Title: "The Oleaginous Astaxanthin-producing Alga Chromochloris zofingiensis: Potential from Production to Model for Studying Lipid Metabolism and Carotenogenesis"

Speaker: Dr. Jin Liu, Peking University

Abstract: Chromochloris zofingiensis, capable of accumulating triacylglycerol (TAG) and the value-added keto-carotenoid astaxanthin simultaneously, has been cited as a promising single-cell factory for oil and astaxanthin production. In order to unravel the mechanisms of oleaginous and astaxanthin-rich phenotype of this alga, multi-omics were performed in response to nitrogen deprivation (ND), a common inducer for both TAG and astaxanthin. The drastic TAG increase upon ND involved primarily the simultaneous up-regulation of 1) pyruvate dehydrogenase complex (PDHC) and PDHC bypass pathways for producing acetyl-CoAs, the carbon precursors for de novo fatty acid synthesis, 2) de novo fatty acid synthesis, fatty acid activation and desaturation, 3) glycerol-3-phosphate dehydrogenase and glycerol kinase genes for glycerol-3-phosphate production, and 4) TAG assembly in Kennedy pathway particularly diacylglycerol acyltransferase (DGAT) genes (seven out of ten DGAT genes were up-regulated). Moreover, down-regulated protein synthesis and up-regulated starch catabolism and membrane lipid turnover supported the carbon shunt from protein, starch and membrane lipids for meeting the enhanced demand of TAG synthesis.
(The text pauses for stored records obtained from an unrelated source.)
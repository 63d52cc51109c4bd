//! In-memory [`KvStore`] implementation for testing and embedding.
//!
//! Uses a `BTreeMap` behind `std::sync::RwLock`. Nothing survives the
//! process.

use std::collections::BTreeMap;
use std::sync::RwLock;

use anyhow::{anyhow, Result};
use async_trait::async_trait;

use super::KvStore;

/// In-memory key-value store.
pub struct InMemoryKvStore {
    entries: RwLock<BTreeMap<String, Vec<u8>>>,
}

impl InMemoryKvStore {
    pub fn new() -> Self {
        Self {
            entries: RwLock::new(BTreeMap::new()),
        }
    }

    pub fn len(&self) -> usize {
        self.entries.read().map(|e| e.len()).unwrap_or(0)
    }

    pub fn is_empty(&self) -> bool {
        self.len() == 0
    }
}

impl Default for InMemoryKvStore {
    fn default() -> Self {
        Self::new()
    }
}

fn poisoned() -> anyhow::Error {
    anyhow!("in-memory store lock poisoned")
}

#[async_trait]
impl KvStore for InMemoryKvStore {
    async fn get(&self, key: &str) -> Result<Option<Vec<u8>>> {
        let entries = self.entries.read().map_err(|_| poisoned())?;
        Ok(entries.get(key).cloned())
    }

    async fn set(&self, key: &str, value: &[u8]) -> Result<()> {
        let mut entries = self.entries.write().map_err(|_| poisoned())?;
        entries.insert(key.to_string(), value.to_vec());
        Ok(())
    }

    async fn set_many(&self, batch: &[(&str, Vec<u8>)]) -> Result<()> {
        let mut entries = self.entries.write().map_err(|_| poisoned())?;
        for (key, value) in batch {
            entries.insert(key.to_string(), value.clone());
        }
        Ok(())
    }

    async fn delete(&self, key: &str) -> Result<()> {
        let mut entries = self.entries.write().map_err(|_| poisoned())?;
        entries.remove(key);
        Ok(())
    }

    async fn keys(&self, prefix: &str) -> Result<Vec<String>> {
        let entries = self.entries.read().map_err(|_| poisoned())?;
        Ok(entries
            .keys()
            .filter(|k| k.starts_with(prefix))
            .cloned()
            .collect())
    }
}

#[cfg(test)]
mod tests {
    use super::*;

    #[tokio::test]
    async fn test_set_get_delete() {
        let store = InMemoryKvStore::new();
        store.set("a", b"1").await.unwrap();
        assert_eq!(store.get("a").await.unwrap(), Some(b"1".to_vec()));

        store.set("a", b"2").await.unwrap();
        assert_eq!(store.get("a").await.unwrap(), Some(b"2".to_vec()));

        store.delete("a").await.unwrap();
        assert_eq!(store.get("a").await.unwrap(), None);
        // deleting twice is fine
        store.delete("a").await.unwrap();
        assert!(store.is_empty());
    }

    #[tokio::test]
    async fn test_keys_prefix_filter() {
        let store = InMemoryKvStore::new();
        store
            .set_many(&[
                ("pending-capture-1", vec![1]),
                ("pending-capture-2", vec![2]),
                ("stash-notes-cache", vec![3]),
            ])
            .await
            .unwrap();
        let mut keys = store.keys("pending-capture-").await.unwrap();
        keys.sort();
        assert_eq!(keys, vec!["pending-capture-1", "pending-capture-2"]);
        assert_eq!(store.len(), 3);
    }
}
Secondary carotenoids particularly astaxanthin were considerably promoted by ND likely at the expense of primary carotenoids, due to the up-regulated β-carotene synthesis (lycopeneβ-cyclase), β-carotene hydroxylation (β-carotene hydroxylase) and ketolation (β-carotene ketolase), and down-regulated lutein synthesis. The energy needed for the elevated synthesis of fatty acids and carotenoids were mainly derived from up-regulated glycolysis and tricarboxylic acid cycle, while the reductant NADPH were from the up-regulation of oxidative pentose phosphate pathway and a chloroplastic NADP-malic enzyme gene. Potential transcription factors were predicated as global regulators of lipid metabolism and carotenogenesis. Together with the development of genetic tools and characterization of several key functional genes, our findings illuminate the regulatory mechanisms of TAG and astaxanthin biosynthesis in C. zofingiensis, and will benefit more rational manipulation of algae for improved production of these two metabolites.